Sunday, 23 January, 2022

EXCLUSIVE. For Pierre Moscovici, the risk of failure of the GAFA tax is clear

It’s (almost) done. In Brussels and Paris, we have already mourned the great digital tax project, on the menu of the summit of the “last chance”, the Ecofin of 4
December, bringing together the Union’s finance ministers. In June, Angela Merkel and Emmanuel Macron had promised “progress on the taxation of
digital ”before the launch of the European Women campaign. “It may be a little short to conclude before the end of the year”, admits Pierre Moscovici, the Tax Commissioner. Less than nine months to agree to 27 on such a structuring tax subject, it is a challenge “. Launched with great fanfare in September 2017 by Bruno Le Maire, the Minister of the Economy, this tax targets the tech giants, accused of massively transferring their profits to tax havens. If Europe demonstrates, as is likely, its inability to implement it, there is no doubt that the populist parties will take full advantage of it. Exclusive maintenance

Challenges: The Ecofin of the last chance will discuss, on December 4, your directive aiming to tax the digital giants. Do you still have a hope of success?

Pierre Moscovici, European Commissioner for Taxation: The game is not over and I am not giving up. But I am also lucid: it may be a bit short to conclude before the end of the year. The deadlines were very tight. This directive to tax the turnover of digital companies was proposed in March. Less than nine months to come to an agreement at 27 on such a structuring tax subject, it is a challenge and it has never happened in Europe, on any text. However, in the discussion, the awareness of the need for fair taxation of digital technology has progressed a lot. We left with an extremely weak base of support. Today, this support is largely in the majority within Ecofin. The problem is, you need unanimity.

Why is the probability of an agreement so low?

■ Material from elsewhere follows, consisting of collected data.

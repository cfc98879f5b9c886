//! The zone arena.
//!
//! A bump allocator of machine words backing every liveness bit array the
//! context creates during one `compile` call. Handles into the zone are
//! plain word offsets ([Bits](crate::bits::Bits)); nothing is freed
//! individually and one [Zone::reset] invalidates every handle at once.

use crate::{bits::Bits, RaError};

/// How many words the zone reserves up front: 8KiB worth, which comfortably
/// covers the liveness sets of a typical function without regrowing.
const INITIAL_WORDS: usize = 8 * 1024 / std::mem::size_of::<usize>();

#[derive(Debug)]
pub(crate) struct Zone {
    pub(crate) words: Vec<usize>,
}

impl Zone {
    pub(crate) fn new() -> Self {
        Self {
            words: Vec::with_capacity(INITIAL_WORDS),
        }
    }

    /// Allocate `len` zeroed words, returning a handle to their start.
    pub(crate) fn alloc(&mut self, len: usize) -> Result<Bits, RaError> {
        self.words
            .try_reserve(len)
            .map_err(|_| RaError::NoHeapMemory)?;
        let off = self.words.len();
        self.words.resize(off + len, 0);
        Ok(Bits::new(off))
    }

    /// Free everything allocated from this zone. With `release_memory` the
    /// backing store is returned to the system too; otherwise it is retained
    /// for the next function.
    pub(crate) fn reset(&mut self, release_memory: bool) {
        if release_memory {
            self.words = Vec::new();
        } else {
            self.words.clear();
        }
    }

    #[cfg(test)]
    pub(crate) fn len(&self) -> usize {
        self.words.len()
    }
}

#[cfg(test)]
mod tests {
    use super::*;

    #[test]
    fn alloc_is_zeroed_and_bumps() {
        let mut z = Zone::new();
        let a = z.alloc(4).unwrap();
        let b = z.alloc(2).unwrap();
        assert_eq!(z.len(), 6);
        for i in 0..4 * usize::BITS as usize {
            assert!(!a.get(&z, i));
        }
        for i in 0..2 * usize::BITS as usize {
            assert!(!b.get(&z, i));
        }
    }

    #[test]
    fn reset_retains_or_releases() {
        let mut z = Zone::new();
        z.alloc(16).unwrap();
        let cap = z.words.capacity();
        z.reset(false);
        assert_eq!(z.len(), 0);
        assert_eq!(z.words.capacity(), cap);
        z.alloc(16).unwrap();
        z.reset(true);
        assert_eq!(z.len(), 0);
        assert_eq!(z.words.capacity(), 0);
    }
}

Support for our directive is conditional on an agreement between France and Germany, which has not yet clearly materialized. The German position is difficult to read, between a stated desire to get there while launching a call to wait for the end of the discussions on digital taxation at the OECD, which will be much longer. Germany has never been really enthusiastic. If there is no Franco-German agreement, the risk of failure is clear.

What explains the hesitation of Germany on this tax on GAFA?

It is linked in particular to the trade war launched by Donald Trump. Germany, especially the automotive sector, fears retaliatory measures because the digital giants are largely American. But precisely, we should not call our directive “GAFA tax”. It is awkwardness and inaccuracy. This tax would affect all companies with more than 750 million euros in turnover, including 50 million in the European Union, or 180 companies. It is often presented as an anti-American tax. It’s wrong. Half of the companies concerned are said to be American but 30% European.

Angela Merkel has recently shown her will to succeed. Is an agreement with France still possible?

Yes, this is still a possible scenario. But it would take a real agreement on the directive and not a declaration of intent. I want a clear commitment to implement this 3% turnover tax. If the Germans and the French finally get along, it will not be won. It will still be necessary to convince the recalcitrant countries: Sweden, and Denmark, which fear that this tax will slow down the dynamism of the digital sector and Ireland, whose economy is partly built on the attractiveness towards multinationals. Anyway, it will be very complicated before the Ecofin on December 4th.

Many criticize this 3% tax on turnover, considering that it is more consistent to tax profits …

Initially, this was not the Commission’s position because I consider that the best taxation is that of profits. It was France which launched this option and I joined it. Because we must quickly have an impact, showing that there is a real desire to tax digital companies. Then to move towards a more intelligent and structuring reform, discussed within the framework of the OECD.

Some negotiators criticize the method of Bruno Le Maire, who jostled his colleagues with very offensive speeches …

The energy deployed by Bruno Le Maire is very useful. The French minister made a lot of progress on the subject, by popularizing it. We worked well together. But advances in the Union are made step by step, through discussion and persuasion. And the questions should not only be dealt with in the bilateral Franco-German framework. This is no longer enough. It is also necessary to convince the other member States. Look at the negative reaction of the Dutch or the Swedes to Meseberg’s Franco-German agreement in June on euro zone reforms. I’ve never seen that. Lessons will have to be learned for the future.

If this fails, can we imagine that some of the countries apply this tax?

Yes. If we managed, for example, to have 25 countries in favor of this project, it would already be a big success. This means that this tax could be applied in 25 states out of 27. If we do not do this, we would then see national digital taxes being created in a haphazard fashion. Or quite the opposite of what we are trying to do in Europe, by establishing harmonized taxation. But we are not there yet: there is a week left to convince and I will do everything to the end.